Problem details. If a line in the records below holds the string "that", count it, and state only the final count.

(Saved entries)
********

use crate::props::{Props, Value};
use core::fmt;
use std::rc::Rc;

/// An element descriptor as produced by a JSX-like authoring layer.
///
/// This is the author-facing input shape. It is never mounted directly;
/// [`crate::vnode::to_vnode`] normalizes it into a [`crate::vnode::VNode`] first.
#[derive(Clone, Debug)]
pub enum Node {
	/// Renders as an empty text node.
	Null,
	/// Renders as an empty text node, whichever the value.
	Bool(bool),
	Str(String),
	Int(i64),
	/// Large-integer scalar, kept separate from [`Node::Int`] like the authoring layer keeps `bigint` separate from `number`.
	BigInt(i128),
	Float(f64),
	/// A sequence of descriptors. May contain nested lists to any depth; normalization flattens them.
	List(Vec<Node>),
	Element(Element),
}

impl From<&str> for Node {
	fn from(text: &str) -> Self {
		Node::Str(text.to_owned())
	}
}
impl From<String> for Node {
	fn from(text: String) -> Self {
		Node::Str(text)
	}
}
impl From<bool> for Node {
	fn from(value: bool) -> Self {
		Node::Bool(value)
	}
}
impl From<i64> for Node {
	fn from(value: i64) -> Self {
		Node::Int(value)
	}
}
impl From<f64> for Node {
	fn from(value: f64) -> Self {
		Node::Float(value)
	}
}
impl From<Vec<Node>> for Node {
	fn from(nodes: Vec<Node>) -> Self {
		Node::List(nodes)
	}
}
impl From<Element> for Node {
	fn from(element: Element) -> Self {
		Node::Element(element)
	}
}

/// A tagged descriptor: a kind, an optional identity hint and a prop map.
///
/// The `key` is carried through normalization but never consulted while mounting.
#[derive(Clone, Debug)]
pub struct Element {
	pub kind: Kind,
	pub key: Option<String>,
	pub props: Props,
}

impl Element {
	#[must_use]
	pub fn new(kind: Kind, props: Props) -> Self {
		Self { kind, key: None, props }
	}

	#[must_use]
	pub fn fragment() -> Self {
		Self::new(Kind::Fragment, Props::new())
	}

	#[must_use]
	pub fn host(tag: impl Into<String>) -> Self {
		Self::new(Kind::Host(tag.into()), Props::new())
	}

	#[must_use]
	pub fn component(component: Component) -> Self {
		Self::new(Kind::Component(component), Props::new())
	}

	#[must_use]
	pub fn key(mut self, key: impl Into<String>) -> Self {
		self.key = Some(key.into());
		self
	}

	#[must_use]
	pub fn prop(mut self, name: impl Into<String>, value: impl Into<Value>) -> Self {
		self.props.insert(name, value);
		self
	}

	/// Sets the reserved `children` prop.
	#[must_use]
	pub fn children(self, children: impl Into<Node>) -> Self {
		self.prop("children", children.into())
	}
}

/// What an [`Element`] names: the fragment marker, a host tag or a callable component.
#[derive(Clone, Debug)]
pub enum Kind {
	Fragment,
	Host(String),
	Component(Component),
}

/// The render function a [`Component`] yields; called with the props minus `setup`.
pub type Render = Box<dyn Fn(&Props) -> Node>;

/// Empty context placeholder passed to every component invocation.
#[derive(Clone, Copy, Debug, Default)]
pub struct Scope;

/// A callable element kind.
///
/// Invoked once per mount with a [`Scope`] and the `setup` prop split out of the
/// prop map; the returned [`Render`] function is then called with the remaining
/// props to produce the descriptor that actually mounts. A component contributes
/// no live node of its own.
#[derive(Clone)]
pub struct Component(Rc<dyn Fn(Scope, Option<Value>) -> Render>);

impl Component {
	pub fn new(body: impl Fn(Scope, Option<Value>) -> Render + 'static) -> Self {
		Self(Rc::new(body))
	}

	/// Shorthand for components that ignore [`Scope`] and `setup`.
	pub fn from_render(render: impl Fn(&Props) -> Node + Clone + 'static) -> Self {
		Self::new(move |_scope, _setup| Box::new(render.clone()))
	}

	#[must_use]
	pub fn invoke(&self, scope: Scope, setup: Option<Value>) -> Render {
		(self.0)(scope, setup)
	}
}

impl fmt::Debug for Component {
	fn fmt(&self, f: &mut fmt::Formatter<'_>) -> fmt::Result {
		f.write_str("Component")
	}
}
/// The live-document seam.
///
/// The mount engine drives a `Dom` through exactly five primitives: create an
/// element by tag name, create a text node, set raw markup, append and remove.
/// Handles are opaque and non-owning; the virtual node tree alone decides when
/// a handle's node is created or detached.
///
/// Implementations are expected to be infallible from the engine's point of
/// view: a backend that can fail (see [`crate::web`]) logs and skips rather
/// than surfacing errors, so a render never partially rolls back.
pub trait Dom {
	/// Opaque handle to a node this backend created.
	type Node: Clone;

	fn create_element(&mut self, tag: &str) -> Self::Node;

	fn create_text(&mut self, text: &str) -> Self::Node;

	/// Replaces `node`'s content with raw markup. The engine treats the result
	/// as opaque; it never mounts or unmounts below such a node.
	fn set_inner_html(&mut self, node: &Self::Node, html: &str);

	fn append_child(&mut self, parent: &Self::Node, child: &Self::Node);

	/// Detaches `child` (and with it, `child`'s entire subtree) from `parent`.
	fn remove_child(&mut self, parent: &Self::Node, child: &Self::Node);
}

********

Written answer. 3